Friday, November 1, 1996
Baseball and Investing
by Doak C. Procter, IV ([email protected])

I'm sitting here watching the World Series, and I'm sitting here thinking about some of my investments, and it hits me: Investing, especially in stocks, is just like baseball. In order to succeed and enjoy it, you must use your head, as well as get used to a bunch of numbers and stats and new vocabulary, and, every now and then, you have to stand up and swing and be tough about it.

What kind of person succeeds in baseball? What do you hear those guys on the radio or television talking about? Have you ever heard them say something like this? "Boy, that guy is a true baseball player, and I mean it. He swings at just about everything that comes near the plate, doesn't he? Especially the ones the catcher tells him are gonna be good ones, no matter what they look like! Kids, watch closely at home, because this is how you make it to the big time." Of course not.

You hear about the guys who study the game and the players, who keep their eyes on the ball, and who wait on a good one before they swing. It's the same way with investing, isn't it? You just can't throw your money into every pitch you get from your broker or (possibly foul) tip from your friend.

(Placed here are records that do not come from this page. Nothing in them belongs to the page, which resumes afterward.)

// SPDX-License-Identifier: BUSL-1.1
// Copyright (c) 2026 Alfred Jean LLC

//! Stateless translator from a read request into bytes, per spec.md
//! §4.7. Grounded in `run_manager.py`'s `Reader.read` dispatch (the five
//! `read_type` variants) and `file_util.py`'s `tar_gzip_directory` /
//! `summarize_file`, reimplemented with the `tar`/`flate2` crates instead
//! of shelling out to `tar`/`gzip` subprocesses.

use cw_core::DependencyKey;
use flate2::write::GzEncoder;
use flate2::Compression;
use serde::{Deserialize, Serialize};
use std::collections::HashMap;
use std::io::{Read, Seek, SeekFrom, Write};
use std::path::{Path, PathBuf};
use thiserror::Error;

/// Top-level names in a run's workspace backed by a hard-linked dependency,
/// as returned by [`crate::run::shadowed_child_paths`]. `get_target_info`
/// and `stream_directory` hide these at the workspace root so a directory
/// listing only shows files the run itself produced, matching
/// `run_manager.py`'s `Reader`'s treatment of dependency mount points.
pub type ShadowedPaths = HashMap<String, DependencyKey>;

#[derive(Debug, Error)]
pub enum ReaderError {
    #[error("bad request: {0}")]
    BadRequest(String),
    #[error(transparent)]
    Io(#[from] std::io::Error),
}

/// Parsed form of `ServerCommand::Read`'s opaque `read_args`, dispatched
/// by `"type"` the way `run_manager.py`'s `Reader.read` does.
#[derive(Debug, Clone, Serialize, Deserialize)]
#[serde(tag = "type", rename_all = "snake_case")]
pub enum ReadArgs {
    GetTargetInfo { depth: u32 },
    StreamDirectory,
    StreamFile,
    ReadFileSection { offset: u64, length: u64 },
    SummarizeFile { head_lines: usize, tail_lines: usize, max_line_length: usize, truncation_text: String },
}

#[derive(Debug, Clone, Serialize, Deserialize)]
pub struct TargetInfoNode {
    pub name: String,
    pub is_directory: bool,
    pub size_bytes: u64,
    pub children: Vec<TargetInfoNode>,
}

pub enum ReadReply {
    TargetInfo(TargetInfoNode),
    Bytes(Vec<u8>),
    Text(String),
}

/// Resolve `path` inside `workspace`, rejecting traversal outside it
/// after symlink resolution.
fn safe_path(workspace: &Path, path: &str) -> Result<PathBuf, ReaderError> {
    let candidate = workspace.join(path);
    let canonical_workspace =
        workspace.canonicalize().map_err(|_| ReaderError::BadRequest("workspace does not exist".to_string()))?;
    let canonical = candidate.canonicalize().unwrap_or(candidate);
    if canonical.starts_with(&canonical_workspace) {
        Ok(canonical)
    } else {
        Err(ReaderError::BadRequest(format!("path {path} escapes the workspace")))
    }
}

pub fn read(
    workspace: &Path,
    path: &str,
    shadowed_top_level: &ShadowedPaths,
    args: ReadArgs,
) -> Result<ReadReply, ReaderError> {
    let resolved = safe_path(workspace, path)?;
    match args {
        ReadArgs::GetTargetInfo { depth } => Ok(ReadReply::TargetInfo(get_target_info(&resolved, depth, shadowed_top_level)?)),
        ReadArgs::StreamDirectory => Ok(ReadReply::Bytes(stream_directory(&resolved, shadowed_top_level)?)),
        ReadArgs::StreamFile => Ok(ReadReply::Bytes(stream_file(&resolved)?)),
        ReadArgs::ReadFileSection { offset, length } => Ok(ReadReply::Bytes(read_file_section(&resolved, offset, length)?)),
        ReadArgs::SummarizeFile { head_lines, tail_lines, max_line_length, truncation_text } => {
            Ok(ReadReply::Text(summarize_file(&resolved, head_lines, tail_lines, max_line_length, &truncation_text)?))
        }
    }
}

fn get_target_info(path: &Path, depth: u32, shadowed_top_level: &ShadowedPaths) -> Result<TargetInfoNode, ReaderError> {
    build_node(path, path, depth, shadowed_top_level)
}

fn build_node(root: &Path, path: &Path, depth: u32, shadowed_top_level: &ShadowedPaths) -> Result<TargetInfoNode, ReaderError> {
    let meta = std::fs::metadata(path)?;
    let name = path.file_name().map(|n| n.to_string_lossy().to_string()).unwrap_or_default();
    let mut children = Vec::new();

    if meta.is_dir() && depth > 0 {
        let mut entries: Vec<_> = std::fs::read_dir(path)?.filter_map(|e| e.ok()).collect();
        entries.sort_by_key(|e| e.file_name());
        for entry in entries {
            if path == root {
                let entry_name = entry.file_name().to_string_lossy().to_string();
                if shadowed_top_level.contains_key(&entry_name) {
                    continue;
                }
            }
            children.push(build_node(root, &entry.path(), depth - 1, shadowed_top_level)?);
        }
    }

    Ok(TargetInfoNode { name, is_directory: meta.is_dir(), size_bytes: meta.len(), children })
}

fn stream_directory(path: &Path, shadowed_top_level: &ShadowedPaths) -> Result<Vec<u8>, ReaderError> {
    let encoder = GzEncoder::new(Vec::new(), Compression::default());
    let mut builder = tar::Builder::new(encoder);

    let mut entries: Vec<_> = std::fs::read_dir(path)?.filter_map(|e| e.ok()).collect();
    entries.sort_by_key(|e| e.file_name());
    for entry in entries {
        let name = entry.file_name().to_string_lossy().to_string();
        if shadowed_top_level.contains_key(&name) {
            continue;
        }
        let entry_path = entry.path();
        if entry_path.is_dir() {
            builder.append_dir_all(&name, &entry_path)?;
        } else {
            builder.append_path_with_name(&entry_path, &name)?;
        }
    }

    let encoder = builder.into_inner()?;
    Ok(encoder.finish()?)
}

fn stream_file(path: &Path) -> Result<Vec<u8>, ReaderError> {
    let mut input = std::fs::File::open(path)?;
    let mut encoder = GzEncoder::new(Vec::new(), Compression::default());
    std::io::copy(&mut input, &mut encoder)?;
    Ok(encoder.finish()?)
}

fn read_file_section(path: &Path, offset: u64, length: u64) -> Result<Vec<u8>, ReaderError> {
    let mut file = std::fs::File::open(path)?;
    file.seek(SeekFrom::Start(offset))?;
    let mut buf = vec![0u8; length as usize];
    let n = file.read(&mut buf)?;
    buf.truncate(n);
    Ok(buf)
}

/// Mirrors `file_util.py`'s `summarize_file`: read up to `head_lines`
/// from the front and `tail_lines` from the back, each line capped at
/// `max_line_length`, joined by `truncation_text` when both are present.
fn summarize_file(path: &Path, head_lines: usize, tail_lines: usize, max_line_length: usize, truncation_text: &str) -> Result<String, ReaderError> {
    let content = std::fs::read(path)?;
    let text = String::from_utf8_lossy(&content);
    let lines: Vec<&str> = text.lines().collect();

    let truncate_line = |line: &str| -> String {
        if line.len() > max_line_length {
            format!("{}...", &line[..max_line_length.min(line.len())])
        } else {
            line.to_string()
        }
    };

    if lines.len() <= head_lines + tail_lines {
        return Ok(lines.iter().map(|l| truncate_line(l)).collect::<Vec<_>>().join("\n"));
    }

    let mut out = Vec::new();
    out.extend(lines[..head_lines].iter().map(|l| truncate_line(l)));
    if head_lines > 0 && tail_lines > 0 {
        out.push(truncation_text.to_string());
    }
    if tail_lines > 0 {
        out.extend(lines[lines.len() - tail_lines..].iter().map(|l| truncate_line(l)));
    }
    Ok(out.join("\n"))
}

#[cfg(test)]
#[path = "reader_tests.rs"]
mod tests;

You need to check out the stock, as well as the business. You don't swing unless it looks good, really good. And you keep your eyes on the ball, just in case. Then, you gear up, and you swing! Or, at least, you place an order with your broker. In any case, you've committed for better or for worse.

Sometimes you hit fairly, and you end up with a nice single, or even a double. Sometimes you clear the center field fence by a mile and get to dance around the bases. Sometimes you strike out and your average slips. And, sometimes, the ball comes off the bat very wrong and breaks your foot.

No matter what, whether you limp back to the dugout or are carried back on your teammates' shoulders, you better remember that swing. If it was a good one, look back at what you did right, and try to do it again next time, but don't forget that you might have been a little lucky. You wouldn't want to go thinking you are Hank Aaron just because you tagged one hanging curve. If you swung and missed and ended up on your butt, get up and dust yourself off, find out what you did wrong, and don't do it again. Don't get discouraged, especially when that ball moves in a way no one could have predicted.

It all works the same way with investing, of course. Sometimes you get lucky and get into the right stock, but for the wrong reasons, and sometimes what really looks like the right company nails you with a secondary offering or a bad acquisition or something worse. Win or lose, you will be coming to bat again, and you had better be prepared.